DATA SUPPLIED
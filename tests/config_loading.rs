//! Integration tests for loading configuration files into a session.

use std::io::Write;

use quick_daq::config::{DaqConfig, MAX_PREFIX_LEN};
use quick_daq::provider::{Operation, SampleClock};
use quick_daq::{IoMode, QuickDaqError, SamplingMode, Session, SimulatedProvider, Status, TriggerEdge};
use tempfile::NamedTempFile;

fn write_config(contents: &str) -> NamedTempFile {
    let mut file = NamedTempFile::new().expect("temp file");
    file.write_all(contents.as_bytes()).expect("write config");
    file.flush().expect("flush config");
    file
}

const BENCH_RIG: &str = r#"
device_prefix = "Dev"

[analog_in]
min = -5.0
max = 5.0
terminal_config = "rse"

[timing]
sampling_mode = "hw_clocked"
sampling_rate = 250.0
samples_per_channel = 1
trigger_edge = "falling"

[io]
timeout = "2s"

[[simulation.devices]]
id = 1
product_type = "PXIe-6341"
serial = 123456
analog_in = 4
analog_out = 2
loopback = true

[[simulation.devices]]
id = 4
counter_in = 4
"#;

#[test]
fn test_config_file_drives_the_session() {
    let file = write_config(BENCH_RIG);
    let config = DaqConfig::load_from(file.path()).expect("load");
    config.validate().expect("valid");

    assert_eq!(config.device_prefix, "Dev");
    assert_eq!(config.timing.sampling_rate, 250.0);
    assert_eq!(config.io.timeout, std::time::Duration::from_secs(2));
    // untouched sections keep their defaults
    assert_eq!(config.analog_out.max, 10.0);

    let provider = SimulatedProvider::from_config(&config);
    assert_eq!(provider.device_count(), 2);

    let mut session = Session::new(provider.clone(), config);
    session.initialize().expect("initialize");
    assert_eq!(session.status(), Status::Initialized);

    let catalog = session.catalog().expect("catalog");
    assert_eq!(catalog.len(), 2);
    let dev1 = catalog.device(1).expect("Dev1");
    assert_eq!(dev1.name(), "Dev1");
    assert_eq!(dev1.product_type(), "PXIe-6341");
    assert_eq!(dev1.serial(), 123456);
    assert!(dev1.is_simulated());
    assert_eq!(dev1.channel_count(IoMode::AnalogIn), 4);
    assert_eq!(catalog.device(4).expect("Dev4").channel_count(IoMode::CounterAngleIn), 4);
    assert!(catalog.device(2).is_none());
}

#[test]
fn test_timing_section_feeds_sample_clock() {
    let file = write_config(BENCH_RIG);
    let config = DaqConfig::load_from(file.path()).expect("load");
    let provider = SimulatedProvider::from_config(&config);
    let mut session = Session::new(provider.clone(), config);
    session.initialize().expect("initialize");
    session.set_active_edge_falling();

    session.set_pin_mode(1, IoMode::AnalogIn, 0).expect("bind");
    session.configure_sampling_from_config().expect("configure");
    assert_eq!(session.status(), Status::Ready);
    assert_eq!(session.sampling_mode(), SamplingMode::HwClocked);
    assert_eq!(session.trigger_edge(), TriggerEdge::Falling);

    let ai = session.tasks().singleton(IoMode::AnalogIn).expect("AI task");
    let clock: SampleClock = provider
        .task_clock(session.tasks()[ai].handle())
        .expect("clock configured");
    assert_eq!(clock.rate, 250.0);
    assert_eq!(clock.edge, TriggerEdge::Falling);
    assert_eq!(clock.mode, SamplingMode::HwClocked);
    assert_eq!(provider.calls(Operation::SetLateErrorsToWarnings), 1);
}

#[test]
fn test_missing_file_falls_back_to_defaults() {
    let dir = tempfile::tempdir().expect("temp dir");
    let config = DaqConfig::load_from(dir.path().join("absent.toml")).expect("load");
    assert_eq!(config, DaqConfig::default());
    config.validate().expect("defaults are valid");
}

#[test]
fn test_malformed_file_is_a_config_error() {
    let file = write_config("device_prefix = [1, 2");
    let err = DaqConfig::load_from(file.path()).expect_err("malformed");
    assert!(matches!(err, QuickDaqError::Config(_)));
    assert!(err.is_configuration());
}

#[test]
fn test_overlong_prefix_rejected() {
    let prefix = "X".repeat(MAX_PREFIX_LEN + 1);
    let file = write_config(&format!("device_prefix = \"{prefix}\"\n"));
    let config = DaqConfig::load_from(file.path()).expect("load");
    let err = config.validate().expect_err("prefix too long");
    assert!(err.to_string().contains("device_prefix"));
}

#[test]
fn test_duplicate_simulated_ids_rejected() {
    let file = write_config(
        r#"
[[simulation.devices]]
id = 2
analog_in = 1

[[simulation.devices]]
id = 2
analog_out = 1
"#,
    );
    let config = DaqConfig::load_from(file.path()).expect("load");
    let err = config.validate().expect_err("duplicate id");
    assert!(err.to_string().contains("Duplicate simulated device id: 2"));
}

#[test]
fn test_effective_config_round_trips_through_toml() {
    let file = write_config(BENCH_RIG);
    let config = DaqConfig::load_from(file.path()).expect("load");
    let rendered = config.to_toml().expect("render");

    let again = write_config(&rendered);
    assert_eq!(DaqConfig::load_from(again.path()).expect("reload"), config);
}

WORK INSTRUCTION
Look for the string "rendered" in the listing above and copy every line holding it.

SOLVED EXERCISE
    let rendered = config.to_toml().expect("render");
    let again = write_config(&rendered);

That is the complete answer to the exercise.